Please copy each line of the records below that holds the word "ready".
=== Begin Enclosure ===
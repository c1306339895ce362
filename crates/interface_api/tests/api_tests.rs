//! Router tests driving the API end to end against an in-memory store

use axum::{
    body::Body,
    http::{header, Method, Request, StatusCode},
    Router,
};
use core_kernel::UserId;
use domain_case::{ActionType, ActivityQuery, Role};
use interface_api::{auth::create_token, config::ApiConfig, create_router};
use serde_json::{json, Value};
use test_utils::{create_test_database, TestDatabase};
use tower::ServiceExt;

const SECRET: &str = "router-test-secret";

struct Harness {
    app: Router,
    store: TestDatabase,
    admin: UserId,
    officer: UserId,
}

impl Harness {
    async fn new() -> Self {
        let store = create_test_database().await;
        let admin = store.seed_user("admin", Role::Admin).await.id;
        let officer = store.seed_user("officer.two", Role::Officer).await.id;
        let config = ApiConfig {
            jwt_secret: SECRET.to_string(),
            ..ApiConfig::default()
        };
        let app = create_router(store.db.clone(), config);
        Self { app, store, admin, officer }
    }

    fn token(&self, user: UserId, role: Role) -> String {
        create_token(user, role, SECRET, 300).unwrap()
    }

    async fn send(&self, method: Method, uri: &str, token: Option<&str>, body: Option<Value>) -> (StatusCode, Value) {
        let (status, bytes) = self.send_raw(method, uri, token, body).await;
        let value = if bytes.is_empty() {
            Value::Null
        } else {
            serde_json::from_slice(&bytes).unwrap_or(Value::Null)
        };
        (status, value)
    }

    async fn send_raw(&self, method: Method, uri: &str, token: Option<&str>, body: Option<Value>) -> (StatusCode, Vec<u8>) {
        let mut builder = Request::builder().method(method).uri(uri);
        if let Some(token) = token {
            builder = builder.header(header::AUTHORIZATION, format!("Bearer {}", token));
        }
        let request = match body {
            Some(body) => builder
                .header(header::CONTENT_TYPE, "application/json")
                .body(Body::from(body.to_string()))
                .unwrap(),
            None => builder.body(Body::empty()).unwrap(),
        };

        let response = self.app.clone().oneshot(request).await.unwrap();
        let status = response.status();
        let bytes = axum::body::to_bytes(response.into_body(), usize::MAX).await.unwrap();
        (status, bytes.to_vec())
    }
}

fn violation_body(number: &str, severity: &str) -> Value {
    json!({
        "violation_number": number,
        "violator_name": "Lena Park",
        "violation_date": "2024-03-15T09:30:00Z",
        "violation_type": "traffic",
        "severity_level": severity,
        "location": "Harbor Bridge",
        "fine_amount": "150.00"
    })
}

mod health_tests {
    use super::*;

    #[tokio::test]
    async fn test_health_is_public() {
        let h = Harness::new().await;
        let (status, body) = h.send(Method::GET, "/health", None, None).await;
        assert_eq!(status, StatusCode::OK);
        assert_eq!(body["status"], "healthy");

        let (status, body) = h.send(Method::GET, "/health/ready", None, None).await;
        assert_eq!(status, StatusCode::OK);
        assert_eq!(body["status"], "ready");
    }

    #[tokio::test]
    async fn test_api_requires_token() {
        let h = Harness::new().await;
        let (status, _) = h.send(Method::GET, "/api/v1/violations", None, None).await;
        assert_eq!(status, StatusCode::UNAUTHORIZED);

        let (status, _) = h
            .send(Method::GET, "/api/v1/violations", Some("not-a-token"), None)
            .await;
        assert_eq!(status, StatusCode::UNAUTHORIZED);
    }
}

mod violation_tests {
    use super::*;

    #[tokio::test]
    async fn test_create_records_activity() {
        let h = Harness::new().await;
        let token = h.token(h.officer, Role::Officer);

        let (status, body) = h
            .send(Method::POST, "/api/v1/violations", Some(&token), Some(violation_body("API-1", "minor")))
            .await;
        assert_eq!(status, StatusCode::CREATED);
        assert_eq!(body["violation_number"], "API-1");
        assert_eq!(body["officer_id"], h.officer.get());

        let entries = h
            .store
            .db
            .activity
            .query(&ActivityQuery {
                actor: Some(h.officer),
                limit: 10,
            })
            .await
            .unwrap();
        assert_eq!(entries.len(), 1);
        assert_eq!(entries[0].action_type, ActionType::Create);
    }

    #[tokio::test]
    async fn test_unknown_enum_value_names_field() {
        let h = Harness::new().await;
        let token = h.token(h.officer, Role::Officer);

        let (status, body) = h
            .send(Method::POST, "/api/v1/violations", Some(&token), Some(violation_body("API-2", "apocalyptic")))
            .await;
        assert_eq!(status, StatusCode::UNPROCESSABLE_ENTITY);
        assert_eq!(body["error"], "validation_error");
        assert_eq!(body["field"], "severity_level");
        assert_eq!(body["retryable"], true);
        assert_eq!(h.store.count_rows("violations").await, 0);
    }

    #[tokio::test]
    async fn test_duplicate_number_conflicts() {
        let h = Harness::new().await;
        let token = h.token(h.officer, Role::Officer);

        let (first, _) = h
            .send(Method::POST, "/api/v1/violations", Some(&token), Some(violation_body("API-3", "minor")))
            .await;
        let (second, body) = h
            .send(Method::POST, "/api/v1/violations", Some(&token), Some(violation_body("API-3", "serious")))
            .await;

        assert_eq!(first, StatusCode::CREATED);
        assert_eq!(second, StatusCode::CONFLICT);
        assert_eq!(body["error"], "conflict");
    }

    #[tokio::test]
    async fn test_empty_update_is_unchanged() {
        let h = Harness::new().await;
        let token = h.token(h.officer, Role::Officer);
        let violation = h.store.seed_violation("API-4", h.officer).await;

        let (status, body) = h
            .send(
                Method::PUT,
                &format!("/api/v1/violations/{}", violation.id.get()),
                Some(&token),
                Some(json!({})),
            )
            .await;
        assert_eq!(status, StatusCode::OK);
        assert_eq!(body["outcome"], "unchanged");
    }

    #[tokio::test]
    async fn test_missing_violation_is_not_found() {
        let h = Harness::new().await;
        let token = h.token(h.officer, Role::Officer);
        let (status, body) = h
            .send(Method::GET, "/api/v1/violations/999", Some(&token), None)
            .await;
        assert_eq!(status, StatusCode::NOT_FOUND);
        assert_eq!(body["retryable"], false);
    }
}

mod seizure_tests {
    use super::*;

    #[tokio::test]
    async fn test_seizure_for_missing_violation_rejected() {
        let h = Harness::new().await;
        let token = h.token(h.officer, Role::Officer);

        let (status, body) = h
            .send(
                Method::POST,
                "/api/v1/seizures",
                Some(&token),
                Some(json!({
                    "seizure_number": "SZ-API-1",
                    "violation_id": 9999,
                    "item_description": "Laptop",
                    "item_quantity": 1,
                    "item_category": "other",
                    "seizure_date": "2024-03-15T10:00:00Z"
                })),
            )
            .await;

        assert_eq!(status, StatusCode::UNPROCESSABLE_ENTITY);
        assert_eq!(body["field"], "violation_id");
        assert_eq!(h.store.count_rows("seizures").await, 0);
    }
}

mod authorization_tests {
    use super::*;

    fn user_body(username: &str) -> Value {
        json!({
            "username": username,
            "email": format!("{}@police.example", username),
            "password_hash": "opaque",
            "full_name": "New Analyst",
            "role": "analyst"
        })
    }

    #[tokio::test]
    async fn test_only_admin_provisions_users() {
        let h = Harness::new().await;

        let officer_token = h.token(h.officer, Role::Officer);
        let (status, body) = h
            .send(Method::POST, "/api/v1/users", Some(&officer_token), Some(user_body("analyst.a")))
            .await;
        assert_eq!(status, StatusCode::FORBIDDEN);
        assert_eq!(body["error"], "forbidden");

        let admin_token = h.token(h.admin, Role::Admin);
        let (status, body) = h
            .send(Method::POST, "/api/v1/users", Some(&admin_token), Some(user_body("analyst.a")))
            .await;
        assert_eq!(status, StatusCode::CREATED);
        assert!(body.get("password_hash").is_none());
    }

    #[tokio::test]
    async fn test_deactivation_is_logged_as_deactivate() {
        let h = Harness::new().await;
        let admin_token = h.token(h.admin, Role::Admin);

        let (status, body) = h
            .send(
                Method::PUT,
                &format!("/api/v1/users/{}", h.officer.get()),
                Some(&admin_token),
                Some(json!({ "is_active": false })),
            )
            .await;
        assert_eq!(status, StatusCode::OK);
        assert_eq!(body["outcome"], "updated");

        let entries = h.store.db.activity.query(&ActivityQuery::default()).await.unwrap();
        assert_eq!(entries[0].action_type, ActionType::Deactivate);
    }

    #[tokio::test]
    async fn test_snapshot_requires_supervisor() {
        let h = Harness::new().await;
        let officer_token = h.token(h.officer, Role::Officer);
        let (status, _) = h
            .send(Method::POST, "/api/v1/statistics/daily/2024-03-15", Some(&officer_token), None)
            .await;
        assert_eq!(status, StatusCode::FORBIDDEN);

        let supervisor = h.store.seed_user("sgt.lee", Role::Supervisor).await.id;
        let token = h.token(supervisor, Role::Supervisor);
        let (status, body) = h
            .send(Method::POST, "/api/v1/statistics/daily/2024-03-15", Some(&token), None)
            .await;
        assert_eq!(status, StatusCode::OK);
        assert_eq!(body["date"], "2024-03-15");
        assert_eq!(body["total_violations"], 0);
    }
}

mod report_tests {
    use super::*;

    #[tokio::test]
    async fn test_empty_export_is_reported() {
        let h = Harness::new().await;
        let token = h.token(h.officer, Role::Officer);
        let (status, body) = h
            .send(Method::GET, "/api/v1/reports/violations.csv", Some(&token), None)
            .await;
        assert_eq!(status, StatusCode::NOT_FOUND);
        assert_eq!(body["message"], "No violations to export");
    }

    #[tokio::test]
    async fn test_export_writes_csv_and_logs() {
        let h = Harness::new().await;
        let token = h.token(h.officer, Role::Officer);
        h.store.seed_violation("CSV-1", h.officer).await;
        h.store.seed_violation("CSV-2", h.officer).await;

        let (status, bytes) = h
            .send_raw(Method::GET, "/api/v1/reports/violations.csv", Some(&token), None)
            .await;
        assert_eq!(status, StatusCode::OK);
        let text = String::from_utf8(bytes).unwrap();
        assert_eq!(text.lines().count(), 3);
        assert!(text.starts_with("id,violation_number,"));

        let entries = h.store.db.activity.query(&ActivityQuery::default()).await.unwrap();
        assert_eq!(entries[0].action_type, ActionType::Export);
    }
}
=== End Enclosure ===
Reply:
        let (status, body) = h.send(Method::GET, "/health/ready", None, None).await;
        assert_eq!(body["status"], "ready");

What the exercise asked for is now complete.